Al-Ahram Weekly On-line   Al-Ahram Weekly On-line
30 April - 6 May, 1998
Issue No.375
Published in Cairo by AL-AHRAM established in 1875 Current issue | Previous issue | Site map

Ambition underplayed

By Khairiya El-Bishlawi

Magdi Ahmed Ali's second film, Al-Batal (The Hero), is an ambitious project. He seeks to recreate the ambiance of Alexandria from 1919 to the mid-20s through the network of relationships that links its various ethnic and political groups. He explores the links between Egyptians and Greeks, between either ethnic group and the British colonial powers, between the latter and the ruling aristocracy, and so on. The back streets of Alexandria, and the plight of their inhabitants, provide the focal point of the action, dramatising the wide gap between such back streets and the smart villas occupied by those who plunder what is left of Egypt's wealth after the British have taken the cream. In the alleyways you meet Umm Houda (Magda El-Khatib) and Abu Hanifa (Hassan Hosni), whose physical disabilities allegorise their economic wretchedness.

Despite the fact that this film is set in the 1920s, it echoes the same preoccupations of Ali's directorial debut, Ya Donia Ya Gharami, set in the 1990s. Technically, however, the film has its merits. Tarek El-Telmissani's cinematography is sensitive in its evocation of the past. Salah Mar'ei's studied and well-executed sets enhance the film's technical merit.

As for the plot itself, it weaves around three main characters, each representing one aspect of the general idea the director wants to communicate. Houda Kalawi (Ahmed Zaki), Hassan (Mohamed Heneidi) and Petro (Mustafa Amar) are three friends who symbolise facets of the Alexandria of the 1920s.

The changes in each of the three friends mirror the changes in the city itself. Houda replaces his father, after his death, in the same carpentry workshop owned by an old Greek. He supports both his mother and sister Fatma who falls in love with his friend and wants to marry him. Hassan is the son of a poor artisan. The third friend, Petro, is the offspring of a mixed Egyptian-Greek marriage. Hassan and Petro, who have no specific job, are fond of singing and one of them loves a female singer of foreign extraction. In short, the three friends' existence verges on the vagabond, occasionally veering in the direction of small-time conmen.

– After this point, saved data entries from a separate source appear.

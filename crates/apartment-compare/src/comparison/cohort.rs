use chrono::{DateTime, Duration, Utc};
use serde::{Deserialize, Serialize};

use crate::evaluations::{enrich, EvaluationRecord, MetricKey};

/// Which of an owner's other evaluations a subject is compared against.
#[derive(Debug, Clone, Copy, Default, PartialEq, Serialize, Deserialize)]
#[serde(tag = "kind", rename_all = "snake_case")]
pub enum ComparisonBase {
    #[default]
    AllOthers,
    /// Evaluations created within `days` before the reference instant.
    Recent { days: u32 },
    /// Evaluations priced within `tolerance_pct` percent of the subject.
    SimilarPrice { tolerance_pct: f64 },
    /// Evaluations sized within `tolerance_pct` percent of the subject.
    SimilarSize { tolerance_pct: f64 },
}

impl ComparisonBase {
    /// Parses the `base` query value used by the HTTP API and CLI.
    pub fn from_query(
        name: &str,
        days: u32,
        tolerance_pct: f64,
    ) -> Result<Self, UnknownComparisonBase> {
        match name.trim().to_ascii_lowercase().as_str() {
            "" | "all" | "all_others" => Ok(Self::AllOthers),
            "recent" | "last_month" => Ok(Self::Recent { days }),
            "similar_price" | "price" => Ok(Self::SimilarPrice { tolerance_pct }),
            "similar_size" | "size" => Ok(Self::SimilarSize { tolerance_pct }),
            _ => Err(UnknownComparisonBase(name.to_string())),
        }
    }

    pub fn label(&self) -> String {
        match self {
            ComparisonBase::AllOthers => "all other evaluations".to_string(),
            ComparisonBase::Recent { days } => format!("evaluations from the last {days} days"),
            ComparisonBase::SimilarPrice { tolerance_pct } => {
                format!("price within {tolerance_pct:.0}%")
            }
            ComparisonBase::SimilarSize { tolerance_pct } => {
                format!("size within {tolerance_pct:.0}%")
            }
        }
    }
}

/// Window and band applied when a base is requested without explicit values.
#[derive(Debug, Clone, Copy, PartialEq, Serialize, Deserialize)]
pub struct CohortDefaults {
    pub recent_days: u32,
    pub similar_tolerance_pct: f64,
}

impl Default for CohortDefaults {
    fn default() -> Self {
        Self {
            recent_days: 30,
            similar_tolerance_pct: 15.0,
        }
    }
}

#[derive(Debug, Clone, PartialEq, Eq, thiserror::Error)]
#[error("unknown comparison base '{0}' (expected all, recent, similar_price or similar_size)")]
pub struct UnknownComparisonBase(pub String);

/// Picks the cohort for `subject` out of `pool`.
///
/// The subject itself and draft evaluations are never part of a cohort.
pub fn select_cohort<'a>(
    subject: &EvaluationRecord,
    pool: &'a [EvaluationRecord],
    base: ComparisonBase,
    as_of: DateTime<Utc>,
) -> Vec<&'a EvaluationRecord> {
    let candidates = pool
        .iter()
        .filter(|record| record.id != subject.id && !record.is_draft);

    match base {
        ComparisonBase::AllOthers => candidates.collect(),
        ComparisonBase::Recent { days } => {
            // A window reaching past the calendar's range has no lower bound.
            let cutoff = Duration::try_days(i64::from(days))
                .and_then(|window| as_of.checked_sub_signed(window));
            candidates
                .filter(|record| {
                    record.created_at <= as_of
                        && cutoff.map_or(true, |cutoff| record.created_at >= cutoff)
                })
                .collect()
        }
        ComparisonBase::SimilarPrice { tolerance_pct } => {
            within_tolerance(subject, candidates, MetricKey::Price, tolerance_pct)
        }
        ComparisonBase::SimilarSize { tolerance_pct } => {
            within_tolerance(subject, candidates, MetricKey::FloorArea, tolerance_pct)
        }
    }
}

fn within_tolerance<'a, I>(
    subject: &EvaluationRecord,
    candidates: I,
    key: MetricKey,
    tolerance_pct: f64,
) -> Vec<&'a EvaluationRecord>
where
    I: Iterator<Item = &'a EvaluationRecord>,
{
    let Some(anchor) = enrich(subject)
        .metric(key)
        .filter(|value| value.is_finite() && *value > 0.0)
    else {
        return Vec::new();
    };
    let band = anchor * tolerance_pct.max(0.0) / 100.0;

    candidates
        .filter(|record| {
            enrich(record)
                .metric(key)
                .filter(|value| value.is_finite())
                .map(|value| (value - anchor).abs() <= band)
                .unwrap_or(false)
        })
        .collect()
}
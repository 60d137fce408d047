use super::common::*;
use axum::body::Body;
use axum::extract::{Path, Query, State};
use axum::http::{header, Request, StatusCode};
use serde_json::{json, Value};
use std::sync::Arc;
use tower::ServiceExt;

use crate::evaluations::router::{comparison_handler, create_handler, ComparisonQuery};
use crate::evaluations::EvaluationService;
use crate::scoring::ScoringConfig;

#[tokio::test]
async fn create_route_returns_created_record() {
    let (service, _) = build_service();
    let router = router_with_service(service);

    let response = router
        .oneshot(
            Request::post("/api/v1/owners/owner-lena/evaluations")
                .header(header::CONTENT_TYPE, "application/json")
                .body(Body::from(
                    serde_json::to_vec(&draft(52.0, 2_300_000.0, 2_700.0, 4)).unwrap(),
                ))
                .unwrap(),
        )
        .await
        .expect("route executes");

    assert_eq!(response.status(), StatusCode::CREATED);
    let payload = read_json_body(response).await;
    assert_eq!(payload.get("owner"), Some(&json!("owner-lena")));
    assert_eq!(payload.get("floor_area"), Some(&json!(52.0)));
    assert!(payload
        .get("id")
        .and_then(Value::as_str)
        .unwrap_or_default()
        .starts_with("eval-"));
}

#[tokio::test]
async fn create_handler_rejects_invalid_ratings() {
    let (service, _) = build_service();
    let mut invalid = draft(52.0, 2_300_000.0, 2_700.0, 4);
    invalid.ratings.balcony = Some(crate::evaluations::RatedAspect::new(0));

    let response = create_handler::<MemoryRepository>(
        State(Arc::new(service)),
        Path("owner-lena".to_string()),
        axum::Json(invalid),
    )
    .await;

    assert_eq!(response.status(), StatusCode::UNPROCESSABLE_ENTITY);
}

#[tokio::test]
async fn create_handler_reports_unavailable_backend() {
    let service = Arc::new(EvaluationService::new(
        Arc::new(UnavailableRepository),
        ScoringConfig::standard(),
    ));

    let response = create_handler::<UnavailableRepository>(
        State(service),
        Path("owner-lena".to_string()),
        axum::Json(draft(52.0, 2_300_000.0, 2_700.0, 4)),
    )
    .await;

    assert_eq!(response.status(), StatusCode::INTERNAL_SERVER_ERROR);
}

#[tokio::test]
async fn fetch_route_returns_not_found_for_unknown_ids() {
    let (service, _) = seeded_service();
    let router = router_with_service(service);

    let response = router
        .oneshot(
            Request::get("/api/v1/evaluations/does-not-exist")
                .body(Body::empty())
                .unwrap(),
        )
        .await
        .expect("route executes");

    assert_eq!(response.status(), StatusCode::NOT_FOUND);
}

#[tokio::test]
async fn list_route_returns_owner_records() {
    let (service, _) = seeded_service();
    let router = router_with_service(service);

    let response = router
        .oneshot(
            Request::get("/api/v1/owners/owner-lena/evaluations")
                .body(Body::empty())
                .unwrap(),
        )
        .await
        .expect("route executes");

    assert_eq!(response.status(), StatusCode::OK);
    let payload = read_json_body(response).await;
    assert_eq!(payload.as_array().map(Vec::len), Some(5));
}

#[tokio::test]
async fn score_route_returns_breakdown() {
    let (service, _) = seeded_service();
    let router = router_with_service(service);

    let response = router
        .oneshot(
            Request::get("/api/v1/evaluations/subject/score?base=all")
                .body(Body::empty())
                .unwrap(),
        )
        .await
        .expect("route executes");

    assert_eq!(response.status(), StatusCode::OK);
    let payload = read_json_body(response).await;
    assert_eq!(payload.get("comparison_count"), Some(&json!(3)));
    assert_eq!(
        payload
            .get("breakdown")
            .and_then(Value::as_array)
            .map(Vec::len),
        Some(5)
    );
    assert!(payload
        .pointer("/recommendation/label")
        .and_then(Value::as_str)
        .is_some());
}

#[tokio::test]
async fn comparison_handler_rejects_unknown_base() {
    let (service, _) = seeded_service();

    let response = comparison_handler::<MemoryRepository>(
        State(Arc::new(service)),
        Path("subject".to_string()),
        Query(ComparisonQuery {
            base: Some("neighbours".to_string()),
            ..ComparisonQuery::default()
        }),
    )
    .await;

    assert_eq!(response.status(), StatusCode::BAD_REQUEST);
}

#[tokio::test]
async fn comparison_route_returns_ranked_metrics() {
    let (service, _) = seeded_service();
    let router = router_with_service(service);

    let response = router
        .oneshot(
            Request::get("/api/v1/evaluations/subject/comparison?base=similar_price&tolerance=15")
                .body(Body::empty())
                .unwrap(),
        )
        .await
        .expect("route executes");

    assert_eq!(response.status(), StatusCode::OK);
    let payload = read_json_body(response).await;
    assert_eq!(payload.get("subject_id"), Some(&json!("subject")));
    assert_eq!(payload.get("cohort_size"), Some(&json!(2)));
    assert!(payload
        .get("metrics")
        .and_then(Value::as_array)
        .map(|metrics| !metrics.is_empty())
        .unwrap_or(false));
}

#[tokio::test]
async fn score_route_accepts_oversized_recent_window() {
    let (service, _) = seeded_service();
    let router = router_with_service(service);

    let response = router
        .oneshot(
            Request::get("/api/v1/evaluations/subject/score?base=recent&days=1000000000")
                .body(Body::empty())
                .unwrap(),
        )
        .await
        .expect("route executes");

    assert_eq!(response.status(), StatusCode::OK);
    let payload = read_json_body(response).await;
    assert_eq!(payload.get("comparison_count"), Some(&json!(3)));
}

Wandering on the Corniche they describe themselves as the fish, and Alexandria the sea. Their pleasures consist literally ó as they themselves put it ó in picking up women. And indeed there are plenty of scenes involving their womanising: there is Petro with his singer-lover in the bedroom; there is Hassan bringing a fat prostitute to a cabin on the beach for the use of the three friends; there is the young wife of the Greek carpenter for whom Houda works. It would have been better for both the director and the script-writer to do away with these unnecessary scenes which simply divert the viewers' attention from the main theme of the film and make it look like yet another vulgar, commercial film.

The main theme is the three friends' emulation of a hero (in Arabic, batal, as in the title): Saad Zaghloul, the leader of the 1919 revolution. Houda writes letters to the exiled Saad Zaghloul and dreams of him day and night. Houda also wants to be a hero, though in a different field ó he is a boxer who aspires to become a champion, something which he eventually achieves. His new-found success allows him to enter into a relationship with a young woman from an aristocratic family, though he soon discovers that the gap separating their worlds is unbridgeable. He then turns for solace to a neighbour who has always loved him.

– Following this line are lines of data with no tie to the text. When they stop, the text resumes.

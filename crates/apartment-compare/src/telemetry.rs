use crate::config::TelemetryConfig;
use std::fmt;
use tracing_subscriber::filter::ParseError;
use tracing_subscriber::EnvFilter;

#[derive(Debug)]
pub enum TelemetryError {
    EnvFilter { value: String, source: ParseError },
    Subscriber(Box<dyn std::error::Error + Send + Sync>),
}

impl fmt::Display for TelemetryError {
    fn fmt(&self, f: &mut fmt::Formatter<'_>) -> fmt::Result {
        match self {
            TelemetryError::EnvFilter { value, .. } => {
                write!(
                    f,
                    "invalid log level/filter '{}': unable to build EnvFilter",
                    value
                )
            }
            TelemetryError::Subscriber(err) => write!(f, "telemetry error: {err}"),
        }
    }
}

impl std::error::Error for TelemetryError {
    fn source(&self) -> Option<&(dyn std::error::Error + 'static)> {
        match self {
            TelemetryError::EnvFilter { source, .. } => Some(source),
            TelemetryError::Subscriber(err) => Some(&**err),
        }
    }
}

/// `RUST_LOG` wins over the configured level when it parses.
fn build_filter(config: &TelemetryConfig) -> Result<EnvFilter, TelemetryError> {
    match EnvFilter::try_from_default_env() {
        Ok(filter) => Ok(filter),
        Err(_) => {
            EnvFilter::try_new(&config.log_level).map_err(|source| TelemetryError::EnvFilter {
                value: config.log_level.clone(),
                source,
            })
        }
    }
}

/// Installs the global subscriber. Logs go to stderr so CLI reports on
/// stdout stay machine-readable.
pub fn init(config: &TelemetryConfig) -> Result<(), TelemetryError> {
    let env_filter = build_filter(config)?;

    tracing_subscriber::fmt()
        .with_env_filter(env_filter)
        .with_target(false)
        .with_writer(std::io::stderr)
        .compact()
        .with_ansi(false)
        .try_init()
        .map_err(TelemetryError::Subscriber)
}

As for Hassan, a meeting with an anti-British activist turns his life upside down and, turning into an activist himself, he is mortally wounded by a British bullet fired on demonstrators shortly after he had married Houda's sister, who is now pregnant. The longing of both men for a cause to link their lives with and their dreams of a brighter future are given voice in the songs sung by their third friend, Petro, which help enhance and give colour to their quest. However, this grand theme falls flat through a poor and fragmented script which seems to be divided between two aims: satisfying the box-office and saying something of significance.

If the main characters remain unconvincing, minor characters are more rounded and real. Abu Hanifa, masterfully played by Hassan Hosni, the blind man who can distinguish gold from copper by its sound, is possibly the most memorable character in the film. Magda El-Khatib in the role of Houda's mother likewise puts in a skillful performance, salvaging a role that would otherwise have been redundant.

The gap between what the director intended and what he does say in the final product is a very wide. It would seem that his intention was to show a transformation from the aimless dolce vita of wining and womanising into a meaningful life with a cause: that of a people struggling for their independence in the context of the 1919 revolution. Unfortunately though, the national cause is reduced here to sloganeering and the whole thing is feels fabricated.